> **Provided material**
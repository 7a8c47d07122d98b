//! Nearest-site lookups
//!
//! The Voronoi cell containing a position is, by definition, the cell of the
//! nearest site, so a KD-tree over the sites answers "which cell is under the
//! pointer" without walking the diagram.
//!
//! This module is only available with the `spatial-index` feature.

#[cfg(feature = "spatial-index")]
use glam::DVec2;
#[cfg(feature = "spatial-index")]
use kiddo::immutable::float::kdtree::ImmutableKdTree;
#[cfg(feature = "spatial-index")]
use kiddo::SquaredEuclidean;

/// Wrapper around KD-tree for nearest-site queries
///
/// # Performance
///
/// - Construction: O(n log n), rebuilt once per generation
/// - Query: O(log n)
#[cfg(feature = "spatial-index")]
#[derive(Clone)]
pub struct SiteIndex {
    tree: ImmutableKdTree<f64, usize, 2, 32>,
    len: usize,
}

#[cfg(feature = "spatial-index")]
impl SiteIndex {
    /// Build the index from site positions
    ///
    /// Returns `None` for an empty site list.
    ///
    /// # Example
    ///
    /// ```
    /// use voronoi_automaton::*;
    /// use glam::DVec2;
    ///
    /// # #[cfg(feature = "spatial-index")]
    /// # {
    /// let sites = vec![DVec2::new(10.0, 10.0), DVec2::new(90.0, 90.0)];
    /// let index = SiteIndex::new(&sites).unwrap();
    /// assert_eq!(index.find_nearest(DVec2::new(20.0, 5.0)), 0);
    /// # }
    /// ```
    pub fn new(sites: &[DVec2]) -> Option<Self> {
        if sites.is_empty() {
            return None;
        }

        let points: Vec<[f64; 2]> = sites.iter().map(|s| [s.x, s.y]).collect();

        Some(Self {
            tree: ImmutableKdTree::new_from_slice(&points),
            len: sites.len(),
        })
    }

    /// Index of the site nearest to `position`
    pub fn find_nearest(&self, position: DVec2) -> usize {
        let query = [position.x, position.y];
        let result = self.tree.nearest_one::<SquaredEuclidean>(&query);
        result.item as usize
    }

    /// Number of indexed sites
    #[inline]
    pub fn len(&self) -> usize {
        self.len
    }

    #[inline]
    pub fn is_empty(&self) -> bool {
        self.len == 0
    }
}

> **What needs to be done**
A word-for-word copy of the full listing is required.

> **Answer for the task**
repository 7a8c47d07122d98b
//! Nearest-site lookups
//!
//! The Voronoi cell containing a position is, by definition, the cell of the
//! nearest site, so a KD-tree over the sites answers "which cell is under the
//! pointer" without walking the diagram.
//!
//! This module is only available with the `spatial-index` feature.

#[cfg(feature = "spatial-index")]
use glam::DVec2;
#[cfg(feature = "spatial-index")]
use kiddo::immutable::float::kdtree::ImmutableKdTree;
#[cfg(feature = "spatial-index")]
use kiddo::SquaredEuclidean;

/// Wrapper around KD-tree for nearest-site queries
///
/// # Performance
///
/// - Construction: O(n log n), rebuilt once per generation
/// - Query: O(log n)
#[cfg(feature = "spatial-index")]
#[derive(Clone)]
pub struct SiteIndex {
    tree: ImmutableKdTree<f64, usize, 2, 32>,
    len: usize,
}

#[cfg(feature = "spatial-index")]
impl SiteIndex {
    /// Build the index from site positions
    ///
    /// Returns `None` for an empty site list.
    ///
    /// # Example
    ///
    /// ```
    /// use voronoi_automaton::*;
    /// use glam::DVec2;
    ///
    /// # #[cfg(feature = "spatial-index")]
    /// # {
    /// let sites = vec![DVec2::new(10.0, 10.0), DVec2::new(90.0, 90.0)];
    /// let index = SiteIndex::new(&sites).unwrap();
    /// assert_eq!(index.find_nearest(DVec2::new(20.0, 5.0)), 0);
    /// # }
    /// ```
    pub fn new(sites: &[DVec2]) -> Option<Self> {
        if sites.is_empty() {
            return None;
        }

        let points: Vec<[f64; 2]> = sites.iter().map(|s| [s.x, s.y]).collect();

        Some(Self {
            tree: ImmutableKdTree::new_from_slice(&points),
            len: sites.len(),
        })
    }

    /// Index of the site nearest to `position`
    pub fn find_nearest(&self, position: DVec2) -> usize {
        let query = [position.x, position.y];
        let result = self.tree.nearest_one::<SquaredEuclidean>(&query);
        result.item as usize
    }

    /// Number of indexed sites
    #[inline]
    pub fn len(&self) -> usize {
        self.len
    }

    #[inline]
    pub fn is_empty(&self) -> bool {
        self.len == 0
    }
}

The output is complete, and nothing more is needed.